◆ TASK PROMPT ◆
A verbatim copy of the data below is the required output.

--- DATA FOR PROCESSING ---

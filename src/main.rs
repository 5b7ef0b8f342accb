use clap::Parser;
use plantao_farma::app::screen::teardown_on;
use plantao_farma::app::{permission, render};
use plantao_farma::config::cli::{Command, ListArgs};
use plantao_farma::domain::ports::Clock;
use plantao_farma::utils::{logger, validation::Validate};
use plantao_farma::{AppConfig, Cli, FixedClock, HttpDirectory, LoadStatus, PharmacyScreen, SystemClock};

#[tokio::main]
async fn main() -> anyhow::Result<()> {
    let mut cli = Cli::parse();

    let mut config = match AppConfig::load(cli.config.as_deref()) {
        Ok(config) => config,
        Err(e) => {
            eprintln!("❌ {}", e.user_friendly_message());
            std::process::exit(1);
        }
    };

    if let Some(base_url) = cli.base_url.take() {
        config.directory.base_url = base_url;
    }

    if let Err(e) = config.validate() {
        eprintln!("❌ {}", e.user_friendly_message());
        std::process::exit(1);
    }

    logger::init_logger(cli.verbose, &config.logging);
    tracing::debug!("Configuration: {:?}", config);

    match cli.take_command() {
        Command::List(args) => {
            let directory = HttpDirectory::new(&config.directory)?;
            tracing::info!("Using pharmacy directory at {}", directory.endpoint());

            let status = match args.at {
                Some(at) => list(directory, FixedClock::new(at), &args).await?,
                None => list(directory, SystemClock, &args).await?,
            };

            match status {
                LoadStatus::Loaded => {}
                LoadStatus::Cancelled => std::process::exit(130),
                _ => std::process::exit(2),
            }
        }
        Command::Contacts => {
            print!("{}", render::render_contacts(&config.contacts));
        }
        Command::Permission { yes } => {
            let granted = if yes {
                println!("{}", permission::location_prompt(&config.app.name));
                true
            } else {
                let stdin = std::io::stdin();
                permission::ask_location_permission(
                    &config.app.name,
                    stdin.lock(),
                    std::io::stdout(),
                )?
            };

            if !granted {
                std::process::exit(1);
            }
        }
    }

    Ok(())
}

async fn list<C: Clock>(
    directory: HttpDirectory,
    clock: C,
    args: &ListArgs,
) -> anyhow::Result<LoadStatus> {
    let mut screen = PharmacyScreen::new(directory, clock);

    let status = screen
        .activate_until(shutdown_signal())
        .await;

    if args.expand {
        screen.open_cards_mut().iter_mut().for_each(|card| card.toggle());
        screen.closed_cards_mut().iter_mut().for_each(|card| card.toggle());
    }

    if args.json {
        println!("{}", render::render_json(&screen)?);
    } else if matches!(status, LoadStatus::Failed(_)) {
        eprint!("{}", render::render_text(&screen));
    } else {
        print!("{}", render::render_text(&screen));
    }

    Ok(status)
}

async fn shutdown_signal() {
    teardown_on(tokio::signal::ctrl_c()).await
}
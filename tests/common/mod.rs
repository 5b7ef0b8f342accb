use plantao_farma::config::DirectoryConfig;
use plantao_farma::HttpDirectory;
use serde_json::{json, Value};

pub fn directory_for(base_url: String) -> HttpDirectory {
    let config = DirectoryConfig {
        base_url,
        timeout_seconds: 2,
        ..DirectoryConfig::default()
    };
    HttpDirectory::new(&config).unwrap()
}

pub fn pharmacy(name: &str, abre: &str, fecha: &str) -> Value {
    json!({
        "nome": name,
        "endereco": format!("Rua {}, 10", name),
        "telefone": "(14) 3642-3242",
        "latitude": -22.0744,
        "longitude": -48.7403,
        "abre": abre,
        "fecha": fecha
    })
}
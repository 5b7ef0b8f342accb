#[cfg(feature = "cli")]
pub mod cli;

use crate::domain::contacts::{default_contacts, DirectoryContact};
use crate::utils::error::{FarmaError, Result};
use crate::utils::validation::{self, Validate};
use regex::Regex;
use serde::{Deserialize, Serialize};
use std::path::Path;

pub const DEFAULT_CONFIG_FILE: &str = "plantao-farma.toml";

#[derive(Debug, Clone, Serialize, Deserialize)]
#[serde(default)]
pub struct AppConfig {
    pub app: AppSection,
    pub directory: DirectoryConfig,
    pub logging: LoggingConfig,
    pub contacts: Vec<DirectoryContact>,
}

#[derive(Debug, Clone, Serialize, Deserialize)]
#[serde(default)]
pub struct AppSection {
    pub name: String,
}

#[derive(Debug, Clone, Serialize, Deserialize)]
#[serde(default)]
pub struct DirectoryConfig {
    pub base_url: String,
    pub path: String,
    pub timeout_seconds: u64,
}

#[derive(Debug, Clone, Serialize, Deserialize)]
#[serde(default)]
pub struct LoggingConfig {
    pub level: String,
    pub format: LogFormat,
}

#[derive(Debug, Clone, Copy, Default, PartialEq, Eq, Serialize, Deserialize)]
#[serde(rename_all = "lowercase")]
pub enum LogFormat {
    #[default]
    Compact,
    Json,
}

impl Default for AppConfig {
    fn default() -> Self {
        Self {
            app: AppSection::default(),
            directory: DirectoryConfig::default(),
            logging: LoggingConfig::default(),
            contacts: default_contacts(),
        }
    }
}

impl Default for AppSection {
    fn default() -> Self {
        Self {
            name: "PlantãoFarma".to_string(),
        }
    }
}

impl Default for DirectoryConfig {
    fn default() -> Self {
        Self {
            base_url: "http://localhost:3000".to_string(),
            path: "farmacias".to_string(),
            timeout_seconds: 10,
        }
    }
}

impl Default for LoggingConfig {
    fn default() -> Self {
        Self {
            level: "info".to_string(),
            format: LogFormat::Compact,
        }
    }
}

impl AppConfig {
    /// Loads `path` if given. Otherwise reads [`DEFAULT_CONFIG_FILE`] from the
    /// working directory when present, falling back to built-in defaults.
    pub fn load(path: Option<&Path>) -> Result<Self> {
        match path {
            Some(path) => Self::from_file(path),
            None if Path::new(DEFAULT_CONFIG_FILE).exists() => Self::from_file(DEFAULT_CONFIG_FILE),
            None => Ok(Self::default()),
        }
    }

    pub fn from_file<P: AsRef<Path>>(path: P) -> Result<Self> {
        let content = std::fs::read_to_string(&path).map_err(FarmaError::IoError)?;
        Self::from_toml_str(&content)
    }

    pub fn from_toml_str(content: &str) -> Result<Self> {
        let processed_content = Self::substitute_env_vars(content)?;

        toml::from_str(&processed_content).map_err(|e| FarmaError::ConfigError {
            message: format!("TOML parsing error: {}", e),
        })
    }

    /// Replaces `${VAR}` with the environment value. Unset variables are left
    /// as-is so validation reports them.
    fn substitute_env_vars(content: &str) -> Result<String> {
        let re = Regex::new(r"\$\{([^}]+)\}").map_err(|e| FarmaError::ConfigError {
            message: e.to_string(),
        })?;

        let result = re.replace_all(content, |caps: &regex::Captures| {
            let var_name = &caps[1];
            std::env::var(var_name).unwrap_or_else(|_| format!("${{{}}}", var_name))
        });

        Ok(result.to_string())
    }
}

impl Validate for AppConfig {
    fn validate(&self) -> Result<()> {
        validation::validate_not_blank("app.name", &self.app.name)?;
        if self.directory.base_url.contains("${") {
            return Err(FarmaError::MissingConfigError {
                field: format!("environment variable in {}", self.directory.base_url),
            });
        }
        validation::validate_http_url("directory.base_url", &self.directory.base_url)?;
        validation::validate_not_blank("directory.path", &self.directory.path)?;
        validation::validate_timeout_seconds(
            "directory.timeout_seconds",
            self.directory.timeout_seconds,
        )?;
        validation::validate_one_of(
            "logging.level",
            &self.logging.level,
            &["trace", "debug", "info", "warn", "error", "off"],
        )?;

        for contact in &self.contacts {
            validation::validate_not_blank("contacts.name", &contact.name)?;
            validation::validate_not_blank("contacts.phone", &contact.phone)?;
        }

        Ok(())
    }
}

---

◆ SOLUTION FOR THIS TASK ◆
filename src/main.rs
repository 5b7ef0b8f342accb
use clap::Parser;
use plantao_farma::app::screen::teardown_on;
use plantao_farma::app::{permission, render};
use plantao_farma::config::cli::{Command, ListArgs};
use plantao_farma::domain::ports::Clock;
use plantao_farma::utils::{logger, validation::Validate};
use plantao_farma::{AppConfig, Cli, FixedClock, HttpDirectory, LoadStatus, PharmacyScreen, SystemClock};

#[tokio::main]
async fn main() -> anyhow::Result<()> {
    let mut cli = Cli::parse();

    let mut config = match AppConfig::load(cli.config.as_deref()) {
        Ok(config) => config,
        Err(e) => {
            eprintln!("❌ {}", e.user_friendly_message());
            std::process::exit(1);
        }
    };

    if let Some(base_url) = cli.base_url.take() {
        config.directory.base_url = base_url;
    }

    if let Err(e) = config.validate() {
        eprintln!("❌ {}", e.user_friendly_message());
        std::process::exit(1);
    }

    logger::init_logger(cli.verbose, &config.logging);
    tracing::debug!("Configuration: {:?}", config);

    match cli.take_command() {
        Command::List(args) => {
            let directory = HttpDirectory::new(&config.directory)?;
            tracing::info!("Using pharmacy directory at {}", directory.endpoint());

            let status = match args.at {
                Some(at) => list(directory, FixedClock::new(at), &args).await?,
                None => list(directory, SystemClock, &args).await?,
            };

            match status {
                LoadStatus::Loaded => {}
                LoadStatus::Cancelled => std::process::exit(130),
                _ => std::process::exit(2),
            }
        }
        Command::Contacts => {
            print!("{}", render::render_contacts(&config.contacts));
        }
        Command::Permission { yes } => {
            let granted = if yes {
                println!("{}", permission::location_prompt(&config.app.name));
                true
            } else {
                let stdin = std::io::stdin();
                permission::ask_location_permission(
                    &config.app.name,
                    stdin.lock(),
                    std::io::stdout(),
                )?
            };

            if !granted {
                std::process::exit(1);
            }
        }
    }

    Ok(())
}

async fn list<C: Clock>(
    directory: HttpDirectory,
    clock: C,
    args: &ListArgs,
) -> anyhow::Result<LoadStatus> {
    let mut screen = PharmacyScreen::new(directory, clock);

    let status = screen
        .activate_until(shutdown_signal())
        .await;

    if args.expand {
        screen.open_cards_mut().iter_mut().for_each(|card| card.toggle());
        screen.closed_cards_mut().iter_mut().for_each(|card| card.toggle());
    }

    if args.json {
        println!("{}", render::render_json(&screen)?);
    } else if matches!(status, LoadStatus::Failed(_)) {
        eprint!("{}", render::render_text(&screen));
    } else {
        print!("{}", render::render_text(&screen));
    }

    Ok(status)
}

async fn shutdown_signal() {
    teardown_on(tokio::signal::ctrl_c()).await
}
filename tests/common/mod.rs
repository 5b7ef0b8f342accb
use plantao_farma::config::DirectoryConfig;
use plantao_farma::HttpDirectory;
use serde_json::{json, Value};

pub fn directory_for(base_url: String) -> HttpDirectory {
    let config = DirectoryConfig {
        base_url,
        timeout_seconds: 2,
        ..DirectoryConfig::default()
    };
    HttpDirectory::new(&config).unwrap()
}

pub fn pharmacy(name: &str, abre: &str, fecha: &str) -> Value {
    json!({
        "nome": name,
        "endereco": format!("Rua {}, 10", name),
        "telefone": "(14) 3642-3242",
        "latitude": -22.0744,
        "longitude": -48.7403,
        "abre": abre,
        "fecha": fecha
    })
}
repository 5b7ef0b8f342accb
#[cfg(feature = "cli")]
pub mod cli;

use crate::domain::contacts::{default_contacts, DirectoryContact};
use crate::utils::error::{FarmaError, Result};
use crate::utils::validation::{self, Validate};
use regex::Regex;
use serde::{Deserialize, Serialize};
use std::path::Path;

pub const DEFAULT_CONFIG_FILE: &str = "plantao-farma.toml";

#[derive(Debug, Clone, Serialize, Deserialize)]
#[serde(default)]
pub struct AppConfig {
    pub app: AppSection,
    pub directory: DirectoryConfig,
    pub logging: LoggingConfig,
    pub contacts: Vec<DirectoryContact>,
}

#[derive(Debug, Clone, Serialize, Deserialize)]
#[serde(default)]
pub struct AppSection {
    pub name: String,
}

#[derive(Debug, Clone, Serialize, Deserialize)]
#[serde(default)]
pub struct DirectoryConfig {
    pub base_url: String,
    pub path: String,
    pub timeout_seconds: u64,
}

#[derive(Debug, Clone, Serialize, Deserialize)]
#[serde(default)]
pub struct LoggingConfig {
    pub level: String,
    pub format: LogFormat,
}

#[derive(Debug, Clone, Copy, Default, PartialEq, Eq, Serialize, Deserialize)]
#[serde(rename_all = "lowercase")]
pub enum LogFormat {
    #[default]
    Compact,
    Json,
}

impl Default for AppConfig {
    fn default() -> Self {
        Self {
            app: AppSection::default(),
            directory: DirectoryConfig::default(),
            logging: LoggingConfig::default(),
            contacts: default_contacts(),
        }
    }
}

impl Default for AppSection {
    fn default() -> Self {
        Self {
            name: "PlantãoFarma".to_string(),
        }
    }
}

impl Default for DirectoryConfig {
    fn default() -> Self {
        Self {
            base_url: "http://localhost:3000".to_string(),
            path: "farmacias".to_string(),
            timeout_seconds: 10,
        }
    }
}

impl Default for LoggingConfig {
    fn default() -> Self {
        Self {
            level: "info".to_string(),
            format: LogFormat::Compact,
        }
    }
}

impl AppConfig {
    /// Loads `path` if given. Otherwise reads [`DEFAULT_CONFIG_FILE`] from the
    /// working directory when present, falling back to built-in defaults.
    pub fn load(path: Option<&Path>) -> Result<Self> {
        match path {
            Some(path) => Self::from_file(path),
            None if Path::new(DEFAULT_CONFIG_FILE).exists() => Self::from_file(DEFAULT_CONFIG_FILE),
            None => Ok(Self::default()),
        }
    }

    pub fn from_file<P: AsRef<Path>>(path: P) -> Result<Self> {
        let content = std::fs::read_to_string(&path).map_err(FarmaError::IoError)?;
        Self::from_toml_str(&content)
    }

    pub fn from_toml_str(content: &str) -> Result<Self> {
        let processed_content = Self::substitute_env_vars(content)?;

        toml::from_str(&processed_content).map_err(|e| FarmaError::ConfigError {
            message: format!("TOML parsing error: {}", e),
        })
    }

    /// Replaces `${VAR}` with the environment value. Unset variables are left
    /// as-is so validation reports them.
    fn substitute_env_vars(content: &str) -> Result<String> {
        let re = Regex::new(r"\$\{([^}]+)\}").map_err(|e| FarmaError::ConfigError {
            message: e.to_string(),
        })?;

        let result = re.replace_all(content, |caps: &regex::Captures| {
            let var_name = &caps[1];
            std::env::var(var_name).unwrap_or_else(|_| format!("${{{}}}", var_name))
        });

        Ok(result.to_string())
    }
}

impl Validate for AppConfig {
    fn validate(&self) -> Result<()> {
        validation::validate_not_blank("app.name", &self.app.name)?;
        if self.directory.base_url.contains("${") {
            return Err(FarmaError::MissingConfigError {
                field: format!("environment variable in {}", self.directory.base_url),
            });
        }
        validation::validate_http_url("directory.base_url", &self.directory.base_url)?;
        validation::validate_not_blank("directory.path", &self.directory.path)?;
        validation::validate_timeout_seconds(
            "directory.timeout_seconds",
            self.directory.timeout_seconds,
        )?;
        validation::validate_one_of(
            "logging.level",
            &self.logging.level,
            &["trace", "debug", "info", "warn", "error", "off"],
        )?;

        for contact in &self.contacts {
            validation::validate_not_blank("contacts.name", &contact.name)?;
            validation::validate_not_blank("contacts.phone", &contact.phone)?;
        }

        Ok(())
    }
}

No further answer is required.